2:06am
April 15, 2013
Please don’t try to apply statistics to a specific person you don’t even know.
Aimed at the person who told me that feeding tubes increase the risk of aspiration pneumonia. They had a specific percentage.
In order to know whether a feeding tube increases or decreases my particular risk of aspiration pneumonia you have to know several things:
1. Why I was originally aspirating.
2. What condition(s) prompted the need for the tube.
3. What kind of feeding tube I got. (They are so different that any generalization about “feeding tubes” is automatically silly and suspect.)
4. How I am using the feeding tube, and what for.
5. What precautions i take to make sure nothing is happening in there that shouldn’t be.
Without knowing every single one of those things, you can’t tell me what a feeding tube will do to my aspiration risk.
I can tell you. Because I know every single one of those things. That its decreased my aspiration risk.
Also? I know because the mechanism for my aspiration was a blatantly obvious occurrence that I could physically feel happening every half hour or so all day long. If it happened in my sleep, I aspirated.

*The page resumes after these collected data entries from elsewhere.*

//! Maintenance-window lifecycle service
//!
//! Sequences validation, mapping, and the external client calls. Holds no
//! state beyond the injected client handle; every operation either completes
//! fully or stops before any further mutation.

use std::future::Future;
use std::sync::Arc;

use quiesce_domain::{QuiesceError, Result};
use tokio_util::sync::CancellationToken;
use tracing::{info, instrument, warn};

use super::config::MaintenanceConfig;
use super::from_domain::domain_to_config;
use super::ports::MaintenanceClient;
use super::to_domain::config_to_domain;
use super::validation::validate_config;

/// Lifecycle operations over maintenance windows
pub struct MaintenanceService {
    client: Arc<dyn MaintenanceClient>,
}

impl MaintenanceService {
    /// Create a new service around a monitoring-system client
    pub fn new(client: Arc<dyn MaintenanceClient>) -> Self {
        Self { client }
    }

    /// Validate, map, and create the window upstream, returning the
    /// configuration rehydrated from the created object (including its
    /// generated identifier).
    #[instrument(skip(self, config, cancel), fields(title = %config.title))]
    pub async fn create(
        &self,
        config: &MaintenanceConfig,
        cancel: &CancellationToken,
    ) -> Result<MaintenanceConfig> {
        ensure_valid(config)?;
        let window = config_to_domain(config)?;
        let created = guarded(cancel, self.client.create_maintenance_window(&window)).await?;
        info!(id = ?created.id, "Maintenance window created");
        Ok(domain_to_config(&created))
    }

    /// Fetch the window by identifier.
    ///
    /// Returns `Ok(None)` when the monitoring system no longer knows the
    /// identifier: the window was deleted externally and the caller should
    /// drop its local record. This is an expected condition, not a failure.
    #[instrument(skip(self, cancel))]
    pub async fn read(
        &self,
        id: i64,
        cancel: &CancellationToken,
    ) -> Result<Option<MaintenanceConfig>> {
        match guarded(cancel, self.client.get_maintenance_window(id)).await {
            Ok(window) => Ok(Some(domain_to_config(&window))),
            Err(QuiesceError::NotFound(_)) => {
                warn!(id, "Maintenance window vanished upstream, removing locally");
                Ok(None)
            }
            Err(err) => Err(err),
        }
    }

    /// Validate, map (carrying the existing identifier), update upstream,
    /// then re-fetch the object by identifier.
    ///
    /// The re-fetch costs one extra round trip but guarantees the computed
    /// fields reflect any server-side normalization of the mutation.
    #[instrument(skip(self, config, cancel), fields(id = ?config.id))]
    pub async fn update(
        &self,
        config: &MaintenanceConfig,
        cancel: &CancellationToken,
    ) -> Result<MaintenanceConfig> {
        let id = config.id.ok_or_else(|| {
            QuiesceError::InvalidInput(
                "cannot update a maintenance window without an identifier".to_string(),
            )
        })?;
        ensure_valid(config)?;
        let window = config_to_domain(config)?;
        guarded(cancel, self.client.update_maintenance_window(&window)).await?;
        let refreshed = guarded(cancel, self.client.get_maintenance_window(id)).await?;
        info!(id, "Maintenance window updated");
        Ok(domain_to_config(&refreshed))
    }

    /// Delete the window upstream. Any failure, including NotFound, is fatal.
    #[instrument(skip(self, cancel))]
    pub async fn delete(&self, id: i64, cancel: &CancellationToken) -> Result<()> {
        guarded(cancel, self.client.delete_maintenance_window(id)).await?;
        info!(id, "Maintenance window deleted");
        Ok(())
    }

    /// Seed a configuration from an externally supplied identifier.
    ///
    /// Only the identifier is populated; everything else is deferred to a
    /// subsequent read.
    ///
    /// # Errors
    ///
    /// `QuiesceError::InvalidInput` when the identifier is not decimal.
    pub fn import(id: &str) -> Result<MaintenanceConfig> {
        let id = id.trim().parse::<i64>().map_err(|_| {
            QuiesceError::InvalidInput(format!(
                "maintenance window id must be numeric, got '{}'",
                id
            ))
        })?;
        Ok(MaintenanceConfig { id: Some(id), ..MaintenanceConfig::default() })
    }
}

/// Race a client call against the externally supplied cancellation signal.
/// On cancellation nothing local has been mutated yet, so the operation
/// fails cleanly with no partial effect.
async fn guarded<T>(
    cancel: &CancellationToken,
    call: impl Future<Output = Result<T>>,
) -> Result<T> {
    tokio::select! {
        biased;
        () = cancel.cancelled() => Err(QuiesceError::Cancelled),
        result = call => result,
    }
}

fn ensure_valid(config: &MaintenanceConfig) -> Result<()> {
    let failures = validate_config(config);
    if failures.is_empty() {
        Ok(())
    } else {
        Err(QuiesceError::Validation(
            failures.iter().map(ToString::to_string).collect(),
        ))
    }
}

#[cfg(test)]
mod tests {
    use quiesce_domain::MaintenanceStrategy;

    use super::*;

    #[test]
    fn import_seeds_only_the_identifier() {
        let config = MaintenanceService::import("12").unwrap();
        assert_eq!(config.id, Some(12));
        assert_eq!(config.strategy, MaintenanceStrategy::Manual);
        assert!(config.title.is_empty());
        assert_eq!(config.timeslots, None);
    }

    #[test]
    fn import_tolerates_surrounding_whitespace() {
        assert_eq!(MaintenanceService::import(" 7 ").unwrap().id, Some(7));
    }

    #[test]
    fn import_rejects_non_numeric_identifiers() {
        let err = MaintenanceService::import("twelve").unwrap_err();
        assert!(matches!(err, QuiesceError::InvalidInput(message) if message.contains("twelve")));
    }
}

It no longer happens anymore when I’m awake. Ever. It’s really obvious when food or stomach acid or bile rides gas bubbles up to your throat or mouth. Can’t miss it.
Also I was aspirating at least twice a week like clockwork. It hasn’t happened even once since the tube has been used properly.
So. Um. No. My feeding tube is not making me aspirate more. And you can’t make generalizations about feeding tubes because they’re so different from each other it doesn’t even make sense.
I’m fed into my jejunum. I empty my stomach contents all day long. There is nothing going back into my stomach that I put into my jejunum. There is nothing hanging around in my jejunum. It’s all getting absorbed into my intestines. Without stuff in my stomach it is pretty damn hard to reflux it in my sleep and aspirate it into my lungs and develop pneumonia. Because it kind of has to be in my stomach to get anywhere higher up.
And that’s just a brief description. Just trust me when I say that aspiration has already visibly decreased, and the events that would lead to it (that happened all day every day awake or asleep) simply aren’t happening and they’re obvious enough (much more than mere heartburn) I would have noticed.
Aspiration may still happen but the idea I’m more likely to aspirate under these circumstances than before is completely off base. Don’t make generalizations about feeding tubes until you know the individual situation better.